Objective To elucidate the relationship between hepatic menin and FoxO1 with respect to protein interaction and post‐translational modification of a metabolically relevant protein. Method NIH‐3T3 cells were stably transfected with human insulin receptor, serum starved, and protein levels were measured. HepG2 cells were serum starved and treated with 100nM insulin. Animals were fasted 18h, re‐fed 4h, 7h, and random fed. Results Menin levels were significantly decreased by 24h exposure to insulin in 3T3 cells stably transfected with the human insulin receptor, however acute effects of insulin show increases in menin mRNA expression. In the liver and HepG2 cells menin interacts with the metabolic protein FoxO1 in an insulin dependent manner. Menin siRNA results in an insulin dependent decrease in FoxO1 acetylation.
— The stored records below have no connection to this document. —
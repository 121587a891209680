//! Operator alerts.

use std::sync::Arc;
use std::time::Duration;

use async_trait::async_trait;
use chrono::Utc;
use reqwest::Client;
use serde::Serialize;
use tracing::{error, warn};

use crate::error::{GatewayError, GatewayResult};

/// Destination for fatal-condition notifications.
#[async_trait]
pub trait AlertSink: Send + Sync {
    async fn send(&self, subject: &str, body: &str) -> GatewayResult<()>;
}

/// Send an alert without waiting for it; failures are only logged.
pub fn notify(sink: &Arc<dyn AlertSink>, subject: impl Into<String>, body: impl Into<String>) {
    let sink = Arc::clone(sink);
    let subject = subject.into();
    let body = body.into();
    tokio::spawn(async move {
        if let Err(e) = sink.send(&subject, &body).await {
            warn!(error = %e, subject = %subject, "Alert delivery failed");
        }
    });
}

/// Writes alerts to the log at error level.
#[derive(Debug, Default, Clone)]
pub struct LogAlertSink;

#[async_trait]
impl AlertSink for LogAlertSink {
    async fn send(&self, subject: &str, body: &str) -> GatewayResult<()> {
        error!(subject, body, "ALERT");
        Ok(())
    }
}

#[derive(Debug, Serialize)]
struct WebhookPayload<'a> {
    subject: &'a str,
    body: &'a str,
    sent_at: String,
}

/// POSTs alerts as JSON to a webhook URL.
pub struct WebhookAlertSink {
    client: Client,
    url: String,
}

impl WebhookAlertSink {
    pub fn new(url: impl Into<String>, timeout: Duration) -> GatewayResult<Self> {
        let client = Client::builder()
            .timeout(timeout)
            .build()
            .map_err(|e| GatewayError::HttpClient(format!("Failed to create HTTP client: {e}")))?;
        Ok(Self {
            client,
            url: url.into(),
        })
    }
}

#[async_trait]
impl AlertSink for WebhookAlertSink {
    async fn send(&self, subject: &str, body: &str) -> GatewayResult<()> {
        // Mirrored to the log.
        error!(subject, body, "ALERT");

        let payload = WebhookPayload {
            subject,
            body,
            sent_at: Utc::now().to_rfc3339(),
        };
        let response = self
            .client
            .post(&self.url)
            .json(&payload)
            .send()
            .await
            .map_err(|e| GatewayError::HttpClient(format!("Webhook request failed: {e}")))?;

        let status = response.status();
        if !status.is_success() {
            let body = response.text().await.unwrap_or_default();
            return Err(GatewayError::Status {
                status: status.as_u16(),
                body,
            });
        }
        Ok(())
    }
}
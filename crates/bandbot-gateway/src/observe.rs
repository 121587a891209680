//! Observation mode: reads pass through, orders are logged and dropped.

use std::sync::Arc;

use async_trait::async_trait;
use rust_decimal::Decimal;
use tracing::info;

use bandbot_core::{InstrumentId, PositionInfo, Side, Ticker};

use crate::error::GatewayResult;
use crate::exchange::{CloseMode, CloseOutcome, ExchangeGateway, OrderAck};

/// Wraps a gateway so that the loop can run without ever trading.
pub struct ObservationExchange {
    inner: Arc<dyn ExchangeGateway>,
}

impl ObservationExchange {
    pub fn new(inner: Arc<dyn ExchangeGateway>) -> Self {
        Self { inner }
    }
}

#[async_trait]
impl ExchangeGateway for ObservationExchange {
    async fn get_ticker(&self, instrument: &InstrumentId) -> GatewayResult<Ticker> {
        self.inner.get_ticker(instrument).await
    }

    async fn get_positions(&self) -> GatewayResult<Vec<PositionInfo>> {
        self.inner.get_positions().await
    }

    async fn open_order(
        &self,
        instrument: &InstrumentId,
        side: Side,
        units: u32,
        leverage: u32,
    ) -> GatewayResult<OrderAck> {
        info!(%instrument, %side, units, leverage, "Observation mode: open order not sent");
        Ok(OrderAck::rejected())
    }

    async fn close_all(
        &self,
        instrument: &InstrumentId,
        leverage: u32,
        mode: CloseMode,
    ) -> GatewayResult<Option<CloseOutcome>> {
        info!(%instrument, leverage, ?mode, "Observation mode: close not sent");
        Ok(None)
    }

    async fn last_closed_pnl(&self, instrument: &InstrumentId) -> GatewayResult<Option<Decimal>> {
        self.inner.last_closed_pnl(instrument).await
    }
}
//! Prometheus metrics and structured logging for the band trader.
//!
//! - Prometheus metrics for cycles, actions, adaptive state and pacing
//! - Structured logging with tracing (JSON in production)
//! - Daily statistics summary read back from the metrics registry

pub mod daily_stats;
pub mod error;
pub mod logging;
pub mod metrics;

pub use daily_stats::{DailyStatsReporter, InstrumentDailyStats};
pub use error::{TelemetryError, TelemetryResult};
pub use logging::init_logging;
pub use metrics::Metrics;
Conclusions Insulin regulates menin expression both acutely and chronically in a biphasic manner. Furthermore, insulin mediates FoxO1 and menin interaction after 2h of exposure in HepG2 cells and with fasting and refeeding in C57/BLK6 mice. Loss of menin expression down‐regulate the acetylation state of FoxO1 in an insulin dependent manner. This data implicates menin in the regulation of a metabolic pathway via post‐translational modification of FoxO1 which regulates its cellular localization. Institutional Funding from the University of Toledo College of Medicine was used for these studies.